Climate change and risks 3 min
Using virtual experimentation to prepare livestock farmers for climate change adaptation
With climate change, there will be significant changes to the forage production used to provide daily feed for cattle and sheep. What changes will farmers have to make on their farms to maintain an economically, environmentally and socially consistent and efficient system? The FARMATCH project has focused on preparing farmers by confronting them with virtual scenarios using computer simulations.
Published on 11 January 2018
Farmers of cattle, sheep and other ruminants must feed their animals every day. To do so, they use forage crops - grass that is grazed or in silage, maize silage - produced largely on the farm. But what if climate change meant this production could no longer be guaranteed to be as regular in terms of quantity and quality as it was in the past? Farmers will then have to make changes to their systems, so how can we prepare them? There were many questions to which the FARMATCH project - Farming systems adaptation to climate change - wanted to provide answers.
A future with more irregular forage production
“Our first job was to characterise the vulnerability of farms to climate change,” explains agronomist Michel Duru, co-leader of the project. Researchers have simulated the production of forage for animal feed over the next 30 to 50 years using weather predictions from Météo France.
“For grasslands, we showed that while, on average, the quantity of annual grass production would not change, there would be important variations not only within the year but also between years,” adds Michel. “Production in the summer and autumn will decrease while production in the spring will increase. Meanwhile, maize yields will also experience greater year-to-year variability and harvests will be reduced if irrigation is not available.”
Using virtual scenarios
In order to overcome this intra- and inter-annual variability, farmers will have to develop adaptation strategies and introduce short-term or structural changes depending on the current configuration of their system. Numerous options are available. For example, a farmer could change the calving period, shifting it to a period when there is less variability in feed resources, decide to cap milk production below its production potential, sow annual forage crops such as sorghum between two cash crops to cope with an insufficient grass harvest in the spring or change the date the herd is put out to grass etc.
“Based on the principle that to learn, we must experiment, we decided to put livestock farmers into virtual scenarios,” says Roger Martin-Clouaire, a researcher in artificial intelligence and co-leader of the project. Scientists had developed a game as a learning tool in the form of Forage Rummy (1), where livestock farmers are put into a situation where they design their livestock system. In FARMATCH, the climatic context to which they must adapt their system is presented in three sequences so as to progressively approach the conditions in which they operate.

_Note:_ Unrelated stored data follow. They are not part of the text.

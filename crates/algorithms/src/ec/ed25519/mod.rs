//! Edwards25519 field and group element arithmetic
//!
//! This module implements the arithmetic layer underneath Ed25519:
//! - 𝔽ₚ with p = 2²⁵⁵ − 19 in a redundant 10-limb representation,
//! - the twisted Edwards curve −x² + y² = 1 + d·x²·y² with
//!   d = −121665/121666,
//! - projective, extended, completed, cached and precomputed point forms
//!   together with doubling, mixed addition and point (de)compression.
//!
//! Scalar arithmetic and the signature scheme are built on top of this by
//! callers. All operations run a data-independent instruction sequence;
//! only the success of point decompression depends on its (public) input.

mod constants;
mod field;
mod group;

pub use constants::{
    BASEPOINT_COMPRESSED, D, D2, FIELD_ELEMENT_SIZE, POINT_COMPRESSED_SIZE, SQRT_M1,
};
pub use field::FieldElement;
pub use group::{
    CachedPoint, CompletedPoint, CompressedPoint, ExtendedPoint, PrecomputedPoint,
    ProjectivePoint,
};
use ed25519_core_internal::constant_time::ct_eq_u8;
use zeroize::Zeroize;

use crate::ec::ed25519::field::FieldElement;

/// Affine point prepared as a table entry: (y+x, y-x, 2d·x·y), Z = 1
#[derive(Clone, Copy, Debug, Zeroize)]
pub struct PrecomputedPoint {
    pub(crate) y_plus_x: FieldElement,
    pub(crate) y_minus_x: FieldElement,
    pub(crate) xy2d: FieldElement,
}

impl PrecomputedPoint {
    /// Identity element (1, 1, 0)
    pub fn identity() -> Self {
        PrecomputedPoint {
            y_plus_x: FieldElement::one(),
            y_minus_x: FieldElement::one(),
            xy2d: FieldElement::zero(),
        }
    }

    /// Replace `self` with `u` when `b == 1`, keep it when `b == 0`
    ///
    /// # Panics
    ///
    /// Panics if `b` is not 0 or 1.
    pub fn conditional_move(&mut self, u: &PrecomputedPoint, b: u32) {
        self.y_plus_x.conditional_move(&u.y_plus_x, b);
        self.y_minus_x.conditional_move(&u.y_minus_x, b);
        self.xy2d.conditional_move(&u.xy2d, b);
    }

    /// Table entry for -P
    pub fn neg(&self) -> PrecomputedPoint {
        PrecomputedPoint {
            y_plus_x: self.y_minus_x,
            y_minus_x: self.y_plus_x,
            xy2d: self.xy2d.neg(),
        }
    }

    /// Pick `b·P` out of a table holding `1·P ..= 8·P`
    ///
    /// `b` ranges over -8..=8; 0 yields the identity and negative values
    /// yield the negated entry. Every table entry is touched regardless of
    /// `b`.
    pub fn select(table: &[PrecomputedPoint; 8], b: i8) -> PrecomputedPoint {
        let b = i32::from(b);
        let b_negative = ((b >> 31) & 1) as u32;
        let b_abs = b - (((-(b_negative as i32)) & b) << 1);

        let mut t = PrecomputedPoint::identity();
        for (i, entry) in table.iter().enumerate() {
            t.conditional_move(entry, ct_eq_u8(b_abs as u8, (i + 1) as u8));
        }

        let minus_t = t.neg();
        t.conditional_move(&minus_t, b_negative);
        t
    }
}

impl Default for PrecomputedPoint {
    fn default() -> Self {
        Self::identity()
    }
}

“Over the course of the first two two-hour sequences, farmers are encouraged to appropriate the game and then to design a livestock system adapted to a variety of future climatic years; the consistency being validated by a computer model,” explains the researcher. The first two sessions are conducted with a climate which is presumed to be known in advance. In the third session, the climate is unveiled only month by month. “So, projected virtually into various climate scenarios, livestock farmers test, without consequences, different adaptation options,” concludes Roger.
The diversity of forage resources: an advantage in the face of climate change
“Livestock systems with a wide variety of forage resources, such as grasslands with varied flora and different levels of intensification (multiple use of mixed or maslin(2) crops), are more robust in the face of climate change,” explains Michel Duru. “They mainly require tactical adjustments, such as the proportion of areas to be allocated to pasture, silage or even cereals in the case of maslin crops.”
However, intensive non-irrigated maize systems are more vulnerable to water stress and force farmers to make major changes to their animal feed arrangements. The simulations showed that it was necessary to revise milk performance and/or animal numbers and to diversify resources, for example, by introducing lucerne. This observation was made clear to livestock farmers thanks to the simulations conducted during the project.
(1) Martin, G., Felten, B., Duru, M., 2011a. Forage rummy: A game to support the participatory design of adapted livestock systems. Environ. Model. Softw. 26, 1442–1453.
(2) Mixture of cereals with legumes
References:
- M. Sautier, M. Piquet, M. Duru, R. Martin-Clouaire (2017) Exploring adaptations to climate change with stakeholders: A participatory method to design grassland-based farming systems. Journal of Environmental Management, 193, 541-550.
- M. Sautier, R. Martin-Clouaire, R. Faivre, M. Duru (2013) Assessing climatic exposure of grassland-based livestock systems with seasonal-scale indicators. Climatic Change, 120(1-2), 341–355.